A quelle parole, Taylor sentì le dite calde di Andrea lasciarla e le proprie guance iniziarono irresistibilmente a bruciare. Forse Elan aveva ragione riguardo a lui.
« Sta’ zitto, il Magrissimo! Vatti a fottere un paio di occhiali, che non ci vedi » borbottò lui, scandalizzato.
« E perché l’hai spostata? » continuò il quattordicenne, una smorfia maliziosa dipinta sulle labbra.
« Ma che cazzo di domande fai? »
« Hai paura di rispondere? ».
« Perché pensavo che stesse cascando quel palo della luce! » rispose Andrea in tono offeso, indicandolo con l’ascia.
Taylor notò che effettivamente, da come il cemento reggeva a malapena, avrebbe avuto senso.
Tuttavia, ignorando il litigio dei due, le sue viscere si contorsero vedendo un mostruoso morto vivente, dal bulbo oculare sinistro che penzolava sullo zigomo squarciato, arrancare verso di loro.
Per la prima volta non pensò a niente. Non diede peso alla sua regola. Agì.
Diede un rovescio al suo bacino e l’essere inciampò sui suoi stessi piedi, finendo sull’asfalto. Ma si rialzò in un attimo, ruggendo.
Lei lo colpì all’orecchio con la parte biforcuta, scagliandolo nuovamente a terra.
Esso, quasi tramortito, cambiò tattica camminando a quattro zampe.
Taylor, allora, sollevò la spranga e la riabbassò quando lo zombie le fu a un centimetro di distanza, centrandolo sul capo.
Furono gli sguardi strabiliati di Andrea e Charlie a risvegliarla. Così ritirò il suo fidato compagno d’avventura, arricciando il naso nel vedere un po’ di materia cerebrale.
Poi vide Charlie muovere la bocca nell’intento di dire qualcosa, ma l’acuto e inconfondibile suono d’allarme d’auto, provocato senza alcun dubbio dall’impatto di uno zombie respinto dalla fucilata di Jeff, non glielo permise.
« No! Ne attirerà degli altri! » esclamò Elan, turbata, rimuovendo i pugnali da un cadavere.
« Muovetevi! » esortò il soldato, premendo sul grilletto per stenderne un altro. « Entrate e prendete tutto lo stretto necessario! » aggiunse.
« Che significa “muovetevi”? » chiese lei, chinandosi per deviare le unghiacce dell’essere che le era apparso alle spalle.
Elan attorcigliò le gambe sulle sue caviglie, facendolo cedere, e incrociando i pugnali gli tagliò il collo.

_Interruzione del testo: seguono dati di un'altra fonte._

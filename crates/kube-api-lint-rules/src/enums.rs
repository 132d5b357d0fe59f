//! Rule checking enum declarations and enum values.
//!
//! # Rationale
//!
//! Enum values are part of the API and follow the same `PascalCase`
//! convention as type names. String types with a closed set of values
//! should say so with an enum marker, so clients and validation agree.
//!
//! # Checks
//!
//! - values of `+kubebuilder:validation:Enum` lists must be `PascalCase`
//! - for `+enum` / `+k8s:enum` types without a list, the values of the
//!   constants declared with the type must be `PascalCase`
//! - a string type with typed constants, or a plain string field whose
//!   name ends like an enum (`Type`, `Mode`, ...), needs an enum marker

use kube_api_lint_core::markers::{known, unquote};
use kube_api_lint_core::source::ConstValue;
use kube_api_lint_core::utils::{is_pascal_case, to_pascal_case};
use kube_api_lint_core::{DeclContext, DeclKind, Diagnostic, Location, Rule, Suggestion};

/// Rule code for enums.
pub const CODE: &str = "KAL007";

/// Rule name for enums.
pub const NAME: &str = "enums";

/// Field name endings that suggest a closed set of values.
const ENUM_LIKE_SUFFIXES: &[&str] = &["Type", "Mode", "Policy", "Strategy", "State"];

/// Checks enum markers and enum values.
#[derive(Debug, Clone, Default)]
pub struct Enums;

impl Enums {
    /// Creates a new rule.
    #[must_use]
    pub fn new() -> Self {
        Self
    }
}

fn value_diagnostic(value: &str, location: Location) -> Diagnostic {
    let suggested = to_pascal_case(value);
    Diagnostic::new(
        CODE,
        NAME,
        location,
        format!("enum value {value:?} should be PascalCase"),
    )
    .with_suggestion(Suggestion::new(format!("use {suggested:?}")))
}

fn missing_marker(ctx: &DeclContext<'_, '_>) -> Diagnostic {
    Diagnostic::new(
        CODE,
        NAME,
        ctx.location(),
        format!(
            "{} should be an enum: add a +enum or +kubebuilder:validation:Enum marker",
            ctx.subject()
        ),
    )
}

fn conforms(value: &str) -> bool {
    value.is_empty() || is_pascal_case(value)
}

fn check_type(ctx: &DeclContext<'_, '_>) -> Vec<Diagnostic> {
    if !ctx.describe().is_string() {
        return Vec::new();
    }
    let constants = ctx.package.enum_values(ctx.name());

    // A valueless Enum marker falls through to constant discovery.
    let listed = ctx
        .markers
        .get_single(known::KUBEBUILDER_ENUM)
        .and_then(|m| m.unquoted_value().map(|values| (m, values)));
    if let Some((list, values)) = listed {
        return values
            .split(';')
            .map(unquote)
            .filter(|value| !conforms(value))
            .map(|value| value_diagnostic(value, list.location.clone()))
            .collect();
    }

    if !ctx.markers.has_any(known::ENUM_SPELLINGS) {
        return if constants.is_empty() {
            Vec::new()
        } else {
            vec![missing_marker(ctx)]
        };
    }

    constants
        .iter()
        .filter_map(|constant| match &constant.value {
            ConstValue::Str(value) if !conforms(value) => {
                Some(value_diagnostic(value, constant.location.clone()))
            }
            _ => None,
        })
        .collect()
}

fn check_field(ctx: &DeclContext<'_, '_>) -> Vec<Diagnostic> {
    let desc = ctx.describe();
    let plain_string = desc.is_string() && desc.named.is_empty();
    let enum_like = ENUM_LIKE_SUFFIXES.iter().any(|s| ctx.name().ends_with(s));
    if plain_string && enum_like && !ctx.markers.has_any(known::ENUM_SPELLINGS) {
        return vec![missing_marker(ctx)];
    }
    Vec::new()
}

impl Rule for Enums {
    fn name(&self) -> &'static str {
        NAME
    }

    fn code(&self) -> &'static str {
        CODE
    }

    fn description(&self) -> &'static str {
        "Enum values must be PascalCase and enum-like strings need an enum marker"
    }

    fn check(&self, ctx: &DeclContext<'_, '_>) -> Vec<Diagnostic> {
        match ctx.kind() {
            DeclKind::Type => check_type(ctx),
            DeclKind::Field => check_field(ctx),
        }
    }
}
//! Rule checking the shape of `Conditions` fields.
//!
//! # Rationale
//!
//! Conditions are read by generic tooling, so every API exposes them the
//! same way: a list of `metav1.Condition` keyed by `type`, with the
//! markers and tags strategic merge patch and protobuf expect.
//!
//! # Configuration
//!
//! `[linters.conditions]`:
//! - `is_first_field`: `Warn` | `Ignore` (default: `Warn`)
//! - `use_protobuf`: `SuggestFix` | `Warn` | `Ignore` | `Forbid` (default: `SuggestFix`)
//! - `use_patch_strategy`: `SuggestFix` | `Warn` | `Ignore` | `Forbid` (default: `SuggestFix`)

use crate::fixes::insert_markers;
use kube_api_lint_core::linters::{ConditionsConfig, ConditionsPolicy, FirstFieldPolicy};
use kube_api_lint_core::markers::known;
use kube_api_lint_core::tags;
use kube_api_lint_core::typegraph::WellKnown;
use kube_api_lint_core::{
    DeclContext, DeclKind, Diagnostic, FieldDecl, MarkerPattern, Replacement, Rule, Suggestion,
    TypeKind,
};

/// Rule code for conditions.
pub const CODE: &str = "KAL002";

/// Rule name for conditions.
pub const NAME: &str = "conditions";

const FIELD_NAME: &str = "Conditions";
const DEFAULT_PROTOBUF: &str = "bytes,1,rep,name=conditions";

/// Checks `Conditions` fields.
#[derive(Debug, Clone, Default)]
pub struct Conditions {
    /// Policies for position, protobuf tags and patch strategy.
    pub config: ConditionsConfig,
}

impl Conditions {
    /// Creates a new rule with default settings.
    #[must_use]
    pub fn new() -> Self {
        Self::default()
    }

    /// Sets the policies.
    #[must_use]
    pub fn config(mut self, config: ConditionsConfig) -> Self {
        self.config = config;
        self
    }

    fn uses(policy: ConditionsPolicy) -> bool {
        matches!(policy, ConditionsPolicy::SuggestFix | ConditionsPolicy::Warn)
    }

    fn expected_markers(&self) -> Vec<&'static str> {
        let mut markers = vec!["listType=map", "listMapKey=type"];
        if Self::uses(self.config.use_patch_strategy) {
            markers.push("patchStrategy=merge");
            markers.push("patchMergeKey=type");
        }
        markers
    }

    fn expected_tag(&self, current: Option<&str>) -> String {
        let mut parts = vec!["json:\"conditions,omitempty\"".to_string()];
        if Self::uses(self.config.use_patch_strategy) {
            parts.push("patchStrategy:\"merge\"".to_string());
            parts.push("patchMergeKey:\"type\"".to_string());
        }
        if Self::uses(self.config.use_protobuf) {
            let protobuf = current
                .and_then(|raw| tags::lookup(raw, "protobuf"))
                .filter(|p| Self::protobuf_ok(p))
                .unwrap_or(DEFAULT_PROTOBUF);
            parts.push(format!("protobuf:\"{protobuf}\""));
        }
        parts.join(" ")
    }

    fn protobuf_ok(value: &str) -> bool {
        value.starts_with("bytes,") && value.ends_with(",rep,name=conditions")
    }

    fn tag_ok(&self, raw: &str) -> bool {
        let lookup = |key| tags::lookup(raw, key);
        let patch = match self.config.use_patch_strategy {
            ConditionsPolicy::SuggestFix | ConditionsPolicy::Warn => {
                lookup("patchStrategy") == Some("merge") && lookup("patchMergeKey") == Some("type")
            }
            ConditionsPolicy::Forbid => {
                lookup("patchStrategy").is_none() && lookup("patchMergeKey").is_none()
            }
            ConditionsPolicy::Ignore => true,
        };
        let protobuf = match self.config.use_protobuf {
            ConditionsPolicy::SuggestFix | ConditionsPolicy::Warn => {
                lookup("protobuf").is_some_and(Self::protobuf_ok)
            }
            ConditionsPolicy::Forbid => lookup("protobuf").is_none(),
            ConditionsPolicy::Ignore => true,
        };
        lookup("json") == Some("conditions,omitempty") && patch && protobuf
    }

    fn check_markers(&self, ctx: &DeclContext<'_, '_>, owner: &str, out: &mut Vec<Diagnostic>) {
        let mut expected: Vec<String> = self
            .expected_markers()
            .into_iter()
            .filter(|m| !ctx.markers.has_matching(&MarkerPattern::parse(m)))
            .map(str::to_string)
            .collect();
        if !ctx.markers.is_optional() {
            expected.push(known::OPTIONAL.to_string());
        }
        if !expected.is_empty() {
            let message = format!(
                "Conditions field in {owner} is missing the following markers: {}",
                expected.join(", ")
            );
            let suggestion = (self.config.use_patch_strategy != ConditionsPolicy::Warn).then(|| {
                Suggestion::with_fix(
                    "add the missing markers",
                    insert_markers(&ctx.location(), &expected),
                )
            });
            out.push(Diagnostic::new(CODE, NAME, ctx.location(), message).with_optional_suggestion(suggestion));
        }

        if self.config.use_patch_strategy == ConditionsPolicy::Forbid {
            let extra: Vec<String> = [known::PATCH_STRATEGY, known::PATCH_MERGE_KEY]
                .iter()
                .flat_map(|id| ctx.markers.get(id))
                .map(ToString::to_string)
                .collect();
            if !extra.is_empty() {
                out.push(Diagnostic::new(
                    CODE,
                    NAME,
                    ctx.location(),
                    format!(
                        "Conditions field in {owner} has the following additional markers: {}",
                        extra.join(", ")
                    ),
                ));
            }
        }
    }

    fn check_tags(&self, ctx: &DeclContext<'_, '_>, field: &FieldDecl, owner: &str, out: &mut Vec<Diagnostic>) {
        let raw = field.tag.as_ref().map(|t| t.raw.as_str());
        if raw.is_some_and(|raw| self.tag_ok(raw)) {
            return;
        }
        let expected = self.expected_tag(raw);
        let fix_allowed = self.config.use_protobuf == ConditionsPolicy::SuggestFix
            || self.config.use_patch_strategy == ConditionsPolicy::SuggestFix;
        let suggestion = field
            .tag
            .as_ref()
            .filter(|_| fix_allowed)
            .map(|tag| {
                let location = tag.location.clone().with_span(tag.location.offset, tag.raw.len());
                Suggestion::with_fix("replace the tags", Replacement::new(location, expected.clone()))
            });
        out.push(
            Diagnostic::new(
                CODE,
                NAME,
                ctx.location(),
                format!("Conditions field in {owner} has incorrect tags, should be: `{expected}`"),
            )
            .with_optional_suggestion(suggestion),
        );
    }
}

impl Rule for Conditions {
    fn name(&self) -> &'static str {
        NAME
    }

    fn code(&self) -> &'static str {
        CODE
    }

    fn description(&self) -> &'static str {
        "Conditions fields must be []metav1.Condition with list and patch markers"
    }

    fn applies_to(&self, kind: DeclKind) -> bool {
        kind == DeclKind::Field
    }

    fn check(&self, ctx: &DeclContext<'_, '_>) -> Vec<Diagnostic> {
        let Some(field) = ctx.field() else {
            return Vec::new();
        };
        if field.name != FIELD_NAME {
            return Vec::new();
        }
        let owner = ctx.decl.owner();

        let desc = ctx.describe();
        let is_condition_list = desc.kind == TypeKind::Slice
            && desc
                .elem
                .as_ref()
                .is_some_and(|e| e.well_known == Some(WellKnown::Condition) && !e.pointer);
        if !is_condition_list {
            return vec![Diagnostic::new(
                CODE,
                NAME,
                ctx.location(),
                format!("Conditions field in {} must be a slice of metav1.Condition", owner.name),
            )];
        }

        let mut out = Vec::new();
        if self.config.is_first_field == FirstFieldPolicy::Warn {
            let members = owner.struct_fields().unwrap_or_default();
            let direct = members.iter().any(|m| std::ptr::eq(m, field));
            let first = members.first().is_some_and(|m| std::ptr::eq(m, field));
            if direct && !first {
                out.push(Diagnostic::new(
                    CODE,
                    NAME,
                    ctx.location(),
                    format!("Conditions field in {} must be the first field in the struct", owner.name),
                ));
            }
        }
        self.check_markers(ctx, &owner.name, &mut out);
        self.check_tags(ctx, field, &owner.name, &mut out);
        out
    }
}

#[cfg(test)]
mod tests {
    use super::*;
    use crate::testing::{messages, run};
    use kube_api_lint_core::linters::ConditionsConfig;
    use kube_api_lint_core::{Package, TypeDecl, TypeExpr};

    const GOOD_TAG: &str =
        r#"json:"conditions,omitempty" patchStrategy:"merge" patchMergeKey:"type" protobuf:"bytes,3,rep,name=conditions""#;

    fn conditions(doc: &[&str], tag: &str) -> FieldDecl {
        FieldDecl::new(
            "Conditions",
            TypeExpr::slice(TypeExpr::external("metav1", "Condition")),
        )
        .at("types.go", 20)
        .doc(doc)
        .tag(tag)
    }

    fn package(fields: Vec<FieldDecl>) -> Package {
        Package::new("example.com/api/v1").with_type(TypeDecl::structure("WidgetStatus", fields))
    }

    const ALL_MARKERS: &[&str] = &[
        "// conditions describe the widget.",
        "// +listType=map",
        "// +listMapKey=type",
        "// +patchStrategy=merge",
        "// +patchMergeKey=type",
        "// +optional",
    ];

    #[test]
    fn test_well_formed_conditions_pass() {
        let diagnostics = run(Conditions::new(), package(vec![conditions(ALL_MARKERS, GOOD_TAG)]));
        assert!(diagnostics.is_empty(), "{diagnostics:?}");
    }

    #[test]
    fn test_wrong_element_type() {
        let field = FieldDecl::new("Conditions", TypeExpr::slice(TypeExpr::named("string")));
        let diagnostics = run(Conditions::new(), package(vec![field]));
        assert_eq!(
            messages(&diagnostics),
            vec!["Conditions field in WidgetStatus must be a slice of metav1.Condition"]
        );
    }

    #[test]
    fn test_missing_markers_are_listed_once() {
        let diagnostics = run(
            Conditions::new(),
            package(vec![conditions(&["// +listType=map"], GOOD_TAG)]),
        );
        assert_eq!(
            messages(&diagnostics),
            vec!["Conditions field in WidgetStatus is missing the following markers: listMapKey=type, patchStrategy=merge, patchMergeKey=type, optional"]
        );
        assert!(diagnostics[0].has_fix());
    }

    #[test]
    fn test_incorrect_tags_keep_protobuf_number() {
        let diagnostics = run(
            Conditions::new(),
            package(vec![conditions(
                ALL_MARKERS,
                r#"json:"conditions" protobuf:"bytes,3,rep,name=conditions""#,
            )]),
        );
        assert_eq!(diagnostics.len(), 1);
        let fix = diagnostics[0]
            .suggestion
            .as_ref()
            .and_then(|s| s.replacement.as_ref())
            .expect("fix expected");
        assert_eq!(fix.new_text, GOOD_TAG);
    }

    #[test]
    fn test_must_be_first_field() {
        let phase = FieldDecl::new("ObservedGeneration", TypeExpr::named("int64"));
        let diagnostics = run(
            Conditions::new(),
            package(vec![phase, conditions(ALL_MARKERS, GOOD_TAG)]),
        );
        assert_eq!(
            messages(&diagnostics),
            vec!["Conditions field in WidgetStatus must be the first field in the struct"]
        );

        let config = ConditionsConfig {
            is_first_field: FirstFieldPolicy::Ignore,
            ..ConditionsConfig::default()
        };
        let phase = FieldDecl::new("ObservedGeneration", TypeExpr::named("int64"));
        let diagnostics = run(
            Conditions::new().config(config),
            package(vec![phase, conditions(ALL_MARKERS, GOOD_TAG)]),
        );
        assert!(diagnostics.is_empty());
    }

    #[test]
    fn test_forbidden_patch_strategy() {
        let config = ConditionsConfig {
            use_patch_strategy: ConditionsPolicy::Forbid,
            use_protobuf: ConditionsPolicy::Ignore,
            ..ConditionsConfig::default()
        };
        let diagnostics = run(
            Conditions::new().config(config),
            package(vec![conditions(ALL_MARKERS, GOOD_TAG)]),
        );
        assert_eq!(
            messages(&diagnostics),
            vec![
                "Conditions field in WidgetStatus has the following additional markers: patchStrategy=merge, patchMergeKey=type",
                "Conditions field in WidgetStatus has incorrect tags, should be: `json:\"conditions,omitempty\"`",
            ]
        );
    }
}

« È il mio incarico, proteggervi » spiegò brevemente il bruno, caricando il fucile.
« Faremo presto! » assicurò Taylor scambiando un’occhiata complice ai ragazzi, i quali annuirono determinati.
« Sta’ attento, però! » bofonchiò Elan, i grandi occhi scuri intrisi di ansia.
Con un cenno, Jeff li congedò, rialzando successivamente l’arma.